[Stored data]
##############################

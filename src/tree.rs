//! Rooted tree model backed by an arena.
//!
//! # Overview
//! A [`Tree`] owns every one of its nodes in a single `Vec<Node>`; nodes refer
//! to each other through [`NodeId`] indices. Children are owned through the
//! parent's ordered child list, and the parent link is a plain index used only
//! for upward navigation.
//!
//! ```text
//!            root (0)
//!           /        \
//!        n1 (1)      D (4)
//!        /    \
//!     A (2)   B (3)
//! ```
//!
//! Dropping a [`Tree`] frees the whole arena at once, so arbitrarily deep
//! (caterpillar) trees never recurse on destruction.
//!
//! # Detached nodes
//! [`Tree::remove_child`] only unlinks a node. The node and its subtree stay in
//! the arena as a separate component rooted at the detached node, and can be
//! re-attached with [`Tree::add_subtree`]. Nodes of different components are
//! "in different trees" as far as [`Tree::get_lca_with`] is concerned.

use std::collections::HashSet;
use std::iter::FusedIterator;
use std::ops::{Index, IndexMut};

use thiserror::Error;

/// Index of a node inside its [`Tree`] arena.
pub type NodeId = usize;

/// Structural errors raised by tree mutation and navigation.
#[derive(Debug, Clone, PartialEq, Eq, Error)]
pub enum TreeError {
    #[error("node {0} does not exist in this tree")]
    UnknownNode(NodeId),

    #[error("cannot insert at index {index}: node {parent} has {len} children")]
    IndexOutOfRange { parent: NodeId, index: usize, len: usize },

    #[error("node {child} is not a child of node {parent}")]
    NotAChild { parent: NodeId, child: NodeId },

    #[error("node {0} already has a parent")]
    AlreadyAttached(NodeId),

    #[error("attaching node {child} below node {parent} would create a cycle")]
    Cycle { parent: NodeId, child: NodeId },

    /// The two nodes do not share a root, so they have no common ancestor.
    #[error("nodes {0} and {1} belong to different trees")]
    DifferentTrees(NodeId, NodeId),
}

/// A tree node: label, length of the edge to its parent, and its links.
#[derive(Debug, Clone, PartialEq)]
pub struct Node {
    pub label: String,
    pub branch_length: f64,
    parent: Option<NodeId>,
    children: Vec<NodeId>,
}

impl Node {
    fn new() -> Self {
        Node {
            label: String::new(),
            branch_length: 0.0,
            parent: None,
            children: Vec::new(),
        }
    }

    #[inline]
    pub fn parent(&self) -> Option<NodeId> {
        self.parent
    }

    /// Children in their significant (serialization) order.
    #[inline]
    pub fn children(&self) -> &[NodeId] {
        &self.children
    }

    #[inline]
    pub fn num_children(&self) -> usize {
        self.children.len()
    }

    /// True iff the node has no parent.
    #[inline]
    pub fn is_root(&self) -> bool {
        self.parent.is_none()
    }

    /// True iff the node has no children.
    #[inline]
    pub fn is_leaf(&self) -> bool {
        self.children.is_empty()
    }
}

/// A rooted tree. The tree is identified with its root node; every other
/// node reachable from the root is owned through its parent's child list.
#[derive(Debug, Clone, PartialEq)]
pub struct Tree {
    nodes: Vec<Node>,
    root: NodeId,
}

impl Default for Tree {
    fn default() -> Self {
        Self::new()
    }
}

impl Tree {
    /// Creates a tree made of a single unlabeled root.
    pub fn new() -> Self {
        Tree {
            nodes: vec![Node::new()],
            root: 0,
        }
    }

    #[inline]
    pub fn root(&self) -> NodeId {
        self.root
    }

    pub fn get(&self, id: NodeId) -> Option<&Node> {
        self.nodes.get(id)
    }

    pub fn get_mut(&mut self, id: NodeId) -> Option<&mut Node> {
        self.nodes.get_mut(id)
    }

    /// Number of arena slots, detached components included.
    pub fn arena_len(&self) -> usize {
        self.nodes.len()
    }

    /// Number of nodes reachable from the root.
    pub fn num_nodes(&self) -> usize {
        self.postorder(self.root).count()
    }

    /// Number of leaves in the subtree rooted at `from`.
    pub fn num_leaves(&self, from: NodeId) -> usize {
        self.leaves(from).count()
    }

    /// Leaves of the subtree rooted at `from`, in post-order.
    pub fn leaves(&self, from: NodeId) -> impl Iterator<Item = NodeId> + '_ {
        self.postorder(from).filter(|&id| self.nodes[id].is_leaf())
    }

    fn check(&self, id: NodeId) -> Result<(), TreeError> {
        if id < self.nodes.len() {
            Ok(())
        } else {
            Err(TreeError::UnknownNode(id))
        }
    }

    fn alloc(&mut self) -> NodeId {
        self.nodes.push(Node::new());
        self.nodes.len() - 1
    }

    /// Appends a new node as last child of `parent` and returns it.
    ///
    /// # Panics
    /// If `parent` is not a node of this tree, like slice indexing. Use
    /// [`Tree::insert_child`] to get a [`TreeError`] instead.
    pub fn add_child(&mut self, parent: NodeId) -> NodeId {
        assert!(parent < self.nodes.len(), "node {parent} does not exist in this tree");
        let id = self.alloc();
        self.nodes[id].parent = Some(parent);
        self.nodes[parent].children.push(id);
        id
    }

    /// Inserts a new node as child of `parent` at position `index`
    /// (`index == num_children` appends).
    pub fn insert_child(&mut self, parent: NodeId, index: usize) -> Result<NodeId, TreeError> {
        self.check(parent)?;
        let len = self.nodes[parent].children.len();
        if index > len {
            return Err(TreeError::IndexOutOfRange { parent, index, len });
        }
        let id = self.alloc();
        self.nodes[id].parent = Some(parent);
        self.nodes[parent].children.insert(index, id);
        Ok(id)
    }

    /// Attaches the detached subtree rooted at `child` as last child of `parent`.
    pub fn add_subtree(&mut self, parent: NodeId, child: NodeId) -> Result<(), TreeError> {
        self.check(parent)?;
        self.check(child)?;
        if self.nodes[child].parent.is_some() {
            return Err(TreeError::AlreadyAttached(child));
        }
        if self.has_ancestor(parent, child) {
            return Err(TreeError::Cycle { parent, child });
        }
        self.nodes[child].parent = Some(parent);
        self.nodes[parent].children.push(child);
        if child == self.root {
            self.root = self.component_root(parent);
        }
        Ok(())
    }

    /// Detaches `child` from `parent` without dropping it; the child becomes
    /// the root of its own component.
    pub fn remove_child(&mut self, parent: NodeId, child: NodeId) -> Result<(), TreeError> {
        self.check(parent)?;
        let pos = self.nodes[parent]
            .children
            .iter()
            .position(|&c| c == child)
            .ok_or(TreeError::NotAChild { parent, child })?;
        self.nodes[parent].children.remove(pos);
        self.nodes[child].parent = None;
        Ok(())
    }

    /// Detaches every child of `node` and returns them in their former order.
    pub fn remove_all_children(&mut self, node: NodeId) -> Result<Vec<NodeId>, TreeError> {
        self.check(node)?;
        let children = std::mem::take(&mut self.nodes[node].children);
        for &c in &children {
            self.nodes[c].parent = None;
        }
        Ok(children)
    }

    /// Sibling of `id` when its parent has exactly two children, `None` otherwise.
    pub fn get_sibling(&self, id: NodeId) -> Option<NodeId> {
        let parent = self.nodes.get(id)?.parent?;
        match self.nodes[parent].children.as_slice() {
            &[a, b] if a == id => Some(b),
            &[a, b] if b == id => Some(a),
            _ => None,
        }
    }

    /// Next child of `id`'s parent, `None` for the root and for a last child.
    pub fn get_right_sibling(&self, id: NodeId) -> Option<NodeId> {
        let parent = self.nodes.get(id)?.parent?;
        let siblings = &self.nodes[parent].children;
        let pos = siblings.iter().position(|&c| c == id)?;
        siblings.get(pos + 1).copied()
    }

    /// Root of the component containing `id`.
    pub fn component_root(&self, mut id: NodeId) -> NodeId {
        while let Some(p) = self.nodes[id].parent {
            id = p;
        }
        id
    }

    /// True iff `ancestor` lies on the path from `node` to its root, both ends included.
    pub fn has_ancestor(&self, node: NodeId, ancestor: NodeId) -> bool {
        let mut cur = Some(node);
        while let Some(id) = cur {
            if id == ancestor {
                return true;
            }
            cur = self.nodes.get(id).and_then(|n| n.parent);
        }
        false
    }

    /// Lowest common ancestor of `a` and `b`.
    ///
    /// Walks both ancestor chains, O(depth). Nodes in different components
    /// (e.g. one of them was detached with [`Tree::remove_child`]) have no
    /// common ancestor and yield [`TreeError::DifferentTrees`].
    ///
    /// Both ids must come from this `Tree`. A [`NodeId`] is an index into the
    /// arena and carries no tree identity: an id taken from another `Tree` is
    /// reported as [`TreeError::UnknownNode`] when it is out of range, and
    /// otherwise names whatever node of this tree has that index, so the
    /// result is meaningless.
    pub fn get_lca_with(&self, a: NodeId, b: NodeId) -> Result<NodeId, TreeError> {
        self.check(a)?;
        self.check(b)?;

        let mut visited = HashSet::new();
        let mut cur = Some(a);
        while let Some(id) = cur {
            visited.insert(id);
            cur = self.nodes[id].parent;
        }

        let mut cur = Some(b);
        while let Some(id) = cur {
            if visited.contains(&id) {
                return Ok(id);
            }
            cur = self.nodes[id].parent;
        }
        Err(TreeError::DifferentTrees(a, b))
    }

    /// Lazy post-order traversal of the subtree rooted at `from`.
    ///
    /// Each call starts a fresh traversal. Mutating the tree between two
    /// traversals is fine; the borrow checker rules out mutation during one.
    pub fn postorder(&self, from: NodeId) -> PostOrder<'_> {
        let stack = if from < self.nodes.len() {
            vec![(from, 0)]
        } else {
            Vec::new()
        };
        PostOrder { tree: self, stack }
    }

    /// The post-order sequence of `from`'s subtree, materialized so the
    /// caller can mutate the tree while walking it.
    pub fn postordered_nodes(&self, from: NodeId) -> Vec<NodeId> {
        self.postorder(from).collect()
    }

    /// Inserts a degree-2 node between `v` and its parent, at `v`'s position,
    /// and returns it. Does nothing and returns `None` for a root.
    pub fn subdivide_parent_edge(&mut self, v: NodeId) -> Option<NodeId> {
        let parent = self.nodes.get(v)?.parent?;
        let pos = self.nodes[parent].children.iter().position(|&c| c == v)?;

        let w = self.alloc();
        self.nodes[parent].children[pos] = w;
        self.nodes[w].parent = Some(parent);
        self.nodes[w].children.push(v);
        self.nodes[v].parent = Some(w);
        Some(w)
    }

    /// Replaces `v` by its children in its parent's child list and detaches
    /// `v`. Does nothing for a root.
    pub fn contract_parent_edge(&mut self, v: NodeId) {
        let Some(parent) = self.nodes.get(v).and_then(|n| n.parent) else {
            return;
        };
        let Some(pos) = self.nodes[parent].children.iter().position(|&c| c == v) else {
            return;
        };

        let children = std::mem::take(&mut self.nodes[v].children);
        for &c in &children {
            self.nodes[c].parent = Some(parent);
        }
        self.nodes[parent].children.splice(pos..=pos, children);
        self.nodes[v].parent = None;
    }

    /// Makes `v` the root by reversing every parent link between `v` and the
    /// current root. Each former ancestor becomes the last child of the node
    /// below it on the path, and every reversed edge keeps its length.
    pub fn reroot_on_node(&mut self, v: NodeId) {
        if v >= self.nodes.len() {
            return;
        }
        let mut path = vec![v];
        let mut cur = v;
        while let Some(p) = self.nodes[cur].parent {
            path.push(p);
            cur = p;
        }
        if cur != self.root {
            return;
        }

        for i in (1..path.len()).rev() {
            let (upper, lower) = (path[i], path[i - 1]);
            self.nodes[upper].children.retain(|&c| c != lower);
            self.nodes[lower].parent = None;
            self.nodes[lower].children.push(upper);
            self.nodes[upper].parent = Some(lower);
            self.nodes[upper].branch_length = self.nodes[lower].branch_length;
        }
        self.nodes[v].branch_length = 0.0;
        self.root = v;
    }
}

impl Index<NodeId> for Tree {
    type Output = Node;

    fn index(&self, id: NodeId) -> &Node {
        &self.nodes[id]
    }
}

impl IndexMut<NodeId> for Tree {
    fn index_mut(&mut self, id: NodeId) -> &mut Node {
        &mut self.nodes[id]
    }
}

/// Post-order iterator returned by [`Tree::postorder`].
///
/// Holds the path from the traversal root to the current node together with
/// the index of the next child to descend into.
#[derive(Debug, Clone)]
pub struct PostOrder<'a> {
    tree: &'a Tree,
    stack: Vec<(NodeId, usize)>,
}

impl Iterator for PostOrder<'_> {
    type Item = NodeId;

    fn next(&mut self) -> Option<NodeId> {
        loop {
            let (id, next_child) = *self.stack.last()?;
            match self.tree.nodes[id].children.get(next_child) {
                Some(&child) => {
                    if let Some(top) = self.stack.last_mut() {
                        top.1 += 1;
                    }
                    self.stack.push((child, 0));
                }
                None => {
                    self.stack.pop();
                    return Some(id);
                }
            }
        }
    }
}

impl FusedIterator for PostOrder<'_> {}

##############################

## What needs to be done
Nothing but the lines from the beginning of the records through the line with "owned through the" should appear, each printed exactly.

## Exercise answer
filename src/tree.rs
//! Rooted tree model backed by an arena.
//!
//! # Overview
//! A [`Tree`] owns every one of its nodes in a single `Vec<Node>`; nodes refer
//! to each other through [`NodeId`] indices. Children are owned through the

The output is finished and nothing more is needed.